Pittsburgh City Council -- where the motto is "better late than never" -- is now proposing that funds from police secondary details be transferred out of the police bureau itself, and be handling by the city's finance director instead.

And because I know you've been wondering ... yes, former state Auditor General Jack Wagner is still thinking of running for mayor as an independent in November.

"Nepotism lives!" reports WTAE-TV, which finds that nearly one in five top elected officials has a relative somewhere in the workforce.

Meanwhile, here's how balled up Congress is: Pa. Senator Pat Toomey -- who just won high praise from the ultra-conservative Club for Growth -- actually sounds more reasonable than some of his GOP peers on the looming sequestration cuts that go into effect by week's end. Toomey has a proposal -- which he plans to offer as legislation -- to give President Obama some discretionary power over how to enact those cuts. It's understandable that Democrats aren't happy -- Toomey's proposal keeps the overall dollar-value of the cuts in place, so it's like a choice between cutting off an arm with a chainsaw, or a rusty meat cleaver. But to hear the GOP insist that these cuts have to be carried out as stupidly as possible? Grim.
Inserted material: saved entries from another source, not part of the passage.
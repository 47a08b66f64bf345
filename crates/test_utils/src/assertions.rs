//! Custom Test Assertions
//!
//! Domain-aware assertion helpers that fail with messages naming the
//! field that drifted rather than a bare left/right dump.

use domain_billing::{Invoice, InvoiceStatus};
use domain_customer::Customer;
use rust_decimal::Decimal;

/// Asserts that a customer's derived fields match the plan catalog
pub fn assert_plan_derivation(customer: &Customer) {
    assert_eq!(
        customer.bandwidth_mbps,
        customer.plan_type.bandwidth_mbps(),
        "Bandwidth drifted from the {} catalog: stored={}, catalog={}",
        customer.plan_type,
        customer.bandwidth_mbps,
        customer.plan_type.bandwidth_mbps()
    );
    assert_eq!(
        customer.monthly_fee,
        customer.plan_type.monthly_fee(),
        "Monthly fee drifted from the {} catalog: stored={}, catalog={}",
        customer.plan_type,
        customer.monthly_fee,
        customer.plan_type.monthly_fee()
    );
}

/// Asserts that an invoice is pending with no payment details
pub fn assert_invoice_pending(invoice: &Invoice) {
    assert_eq!(
        invoice.status,
        InvoiceStatus::Pending,
        "Expected {} to be pending, got {:?}",
        invoice.invoice_number,
        invoice.status
    );
    assert!(
        invoice.payment_date.is_none(),
        "Pending invoice {} carries a payment date",
        invoice.invoice_number
    );
    assert!(
        invoice.payment_method.is_none(),
        "Pending invoice {} carries a payment method",
        invoice.invoice_number
    );
}

/// Asserts that an invoice is paid with full payment details
pub fn assert_invoice_paid(invoice: &Invoice) {
    assert_eq!(
        invoice.status,
        InvoiceStatus::Paid,
        "Expected {} to be paid, got {:?}",
        invoice.invoice_number,
        invoice.status
    );
    assert!(
        invoice.payment_date.is_some(),
        "Paid invoice {} is missing a payment date",
        invoice.invoice_number
    );
    assert!(
        invoice.payment_method.is_some(),
        "Paid invoice {} is missing a payment method",
        invoice.invoice_number
    );
}

/// Asserts that invoices are ordered newest first by creation time
pub fn assert_newest_first(invoices: &[Invoice]) {
    for pair in invoices.windows(2) {
        assert!(
            pair[0].created_at >= pair[1].created_at,
            "Invoices out of order: {} ({}) listed before {} ({})",
            pair[0].invoice_number,
            pair[0].created_at,
            pair[1].invoice_number,
            pair[1].created_at
        );
    }
}

/// Asserts that a billing period has the `YYYY-MM` wire shape
pub fn assert_billing_period_format(period: &str) {
    let well_formed = period.len() == 7
        && period.as_bytes()[4] == b'-'
        && period[..4].chars().all(|c| c.is_ascii_digit())
        && period[5..].chars().all(|c| c.is_ascii_digit());
    assert!(well_formed, "Billing period {:?} is not in YYYY-MM form", period);

    let month: u32 = period[5..].parse().expect("numeric month");
    assert!(
        (1..=12).contains(&month),
        "Billing period {:?} has month outside 1..=12",
        period
    );
}

/// Asserts that an invoice number has the `INV-<yyyymm>-<rrrr>` shape
pub fn assert_invoice_number_format(number: &str) {
    let well_formed = number.len() == 15
        && number.starts_with("INV-")
        && number.as_bytes()[10] == b'-'
        && number[4..10].chars().all(|c| c.is_ascii_digit())
        && number[11..].chars().all(|c| c.is_ascii_digit());
    assert!(
        well_formed,
        "Invoice number {:?} is not in INV-<yyyymm>-<rrrr> form",
        number
    );
}

/// Asserts that a decimal value is within a range
pub fn assert_decimal_in_range(value: Decimal, min: Decimal, max: Decimal) {
    assert!(
        value >= min && value <= max,
        "Decimal {} is not in range [{}, {}]",
        value,
        min,
        max
    );
}

/// Asserts that a decimal value is approximately equal to another
pub fn assert_decimal_approx_eq(actual: Decimal, expected: Decimal, tolerance: Decimal) {
    let diff = (actual - expected).abs();
    assert!(
        diff <= tolerance,
        "Decimals differ by more than tolerance: actual={}, expected={}, diff={}, tolerance={}",
        actual,
        expected,
        diff,
        tolerance
    );
}

/// Asserts that a result is Ok and returns the value
#[macro_export]
macro_rules! assert_ok {
    ($result:expr) => {
        match $result {
            Ok(value) => value,
            Err(e) => panic!("Expected Ok, got Err: {:?}", e),
        }
    };
    ($result:expr, $msg:expr) => {
        match $result {
            Ok(value) => value,
            Err(e) => panic!("{}: {:?}", $msg, e),
        }
    };
}

/// Asserts that a result is Err and returns the error
#[macro_export]
macro_rules! assert_err {
    ($result:expr) => {
        match $result {
            Ok(value) => panic!("Expected Err, got Ok: {:?}", value),
            Err(e) => e,
        }
    };
    ($result:expr, $msg:expr) => {
        match $result {
            Ok(value) => panic!("{}: got Ok({:?})", $msg, value),
            Err(e) => e,
        }
    };
}

/// Asserts that an error matches a specific variant
#[macro_export]
macro_rules! assert_err_variant {
    ($result:expr, $pattern:pat) => {
        match $result {
            Ok(value) => panic!(
                "Expected Err matching {}, got Ok({:?})",
                stringify!($pattern),
                value
            ),
            Err(ref e) => {
                assert!(
                    matches!(e, $pattern),
                    "Error {:?} does not match pattern {}",
                    e,
                    stringify!($pattern)
                );
            }
        }
    };
}

#[cfg(test)]
mod tests {
    use super::*;
    use crate::builders::{TestCustomerBuilder, TestInvoiceBuilder};
    use crate::fixtures::TemporalFixtures;
    use chrono::Duration;
    use domain_billing::{PaymentDetails, PaymentMethod};
    use rust_decimal_macros::dec;

    #[test]
    fn test_plan_derivation_passes_for_fresh_customer() {
        let customer = TestCustomerBuilder::new().build();
        assert_plan_derivation(&customer);
    }

    #[test]
    #[should_panic(expected = "Bandwidth drifted")]
    fn test_plan_derivation_detects_drift() {
        let mut customer = TestCustomerBuilder::new().build();
        customer.bandwidth_mbps = 999;
        assert_plan_derivation(&customer);
    }

    #[test]
    fn test_invoice_state_assertions() {
        let pending = TestInvoiceBuilder::new().build();
        assert_invoice_pending(&pending);

        let paid = TestInvoiceBuilder::new()
            .paid(PaymentDetails::new(PaymentMethod::Cash))
            .build();
        assert_invoice_paid(&paid);
    }

    #[test]
    #[should_panic(expected = "to be paid")]
    fn test_invoice_paid_rejects_pending() {
        let pending = TestInvoiceBuilder::new().build();
        assert_invoice_paid(&pending);
    }

    #[test]
    fn test_newest_first_accepts_descending() {
        let older = TestInvoiceBuilder::new()
            .with_created_at(TemporalFixtures::fixed_instant())
            .build();
        let newer = TestInvoiceBuilder::new()
            .with_created_at(TemporalFixtures::fixed_instant() + Duration::hours(1))
            .build();

        assert_newest_first(&[newer, older]);
    }

    #[test]
    #[should_panic(expected = "out of order")]
    fn test_newest_first_rejects_ascending() {
        let older = TestInvoiceBuilder::new()
            .with_created_at(TemporalFixtures::fixed_instant())
            .build();
        let newer = TestInvoiceBuilder::new()
            .with_created_at(TemporalFixtures::fixed_instant() + Duration::hours(1))
            .build();

        assert_newest_first(&[older, newer]);
    }

    #[test]
    fn test_billing_period_format() {
        assert_billing_period_format("2025-05");
        assert_billing_period_format("2026-12");
    }

    #[test]
    #[should_panic(expected = "not in YYYY-MM form")]
    fn test_billing_period_format_rejects_unpadded() {
        assert_billing_period_format("2025-5");
    }

    #[test]
    fn test_invoice_number_format() {
        assert_invoice_number_format("INV-202505-0042");
    }

    #[test]
    #[should_panic(expected = "not in INV-")]
    fn test_invoice_number_format_rejects_short_period() {
        assert_invoice_number_format("INV-2025-0042");
    }

    #[test]
    fn test_decimal_approx_eq() {
        assert_decimal_approx_eq(dec!(100.001), dec!(100.002), dec!(0.01));
        assert_decimal_in_range(dec!(1100), dec!(800), dec!(1500));
    }
}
Our comrades over at the Philadelphia City Paper have a new report out on how the state's largest school-voucher proponent may have broken election law last year, by allegedly using other election committees as pass-throughs for its own donations. If such patterns of giving and the group in question, Students First, sounds familiar, it may be because we wrote last November about the closely-knit voucher network's activities statewide last year.

And finally ... a pair of brothers in Montgomery County are suing Anheuser-Busch, claiming it waters its beer down. You can almost hear a few other beermakers out there slapping their foreheads and saying, "You mean you can get sued for that?"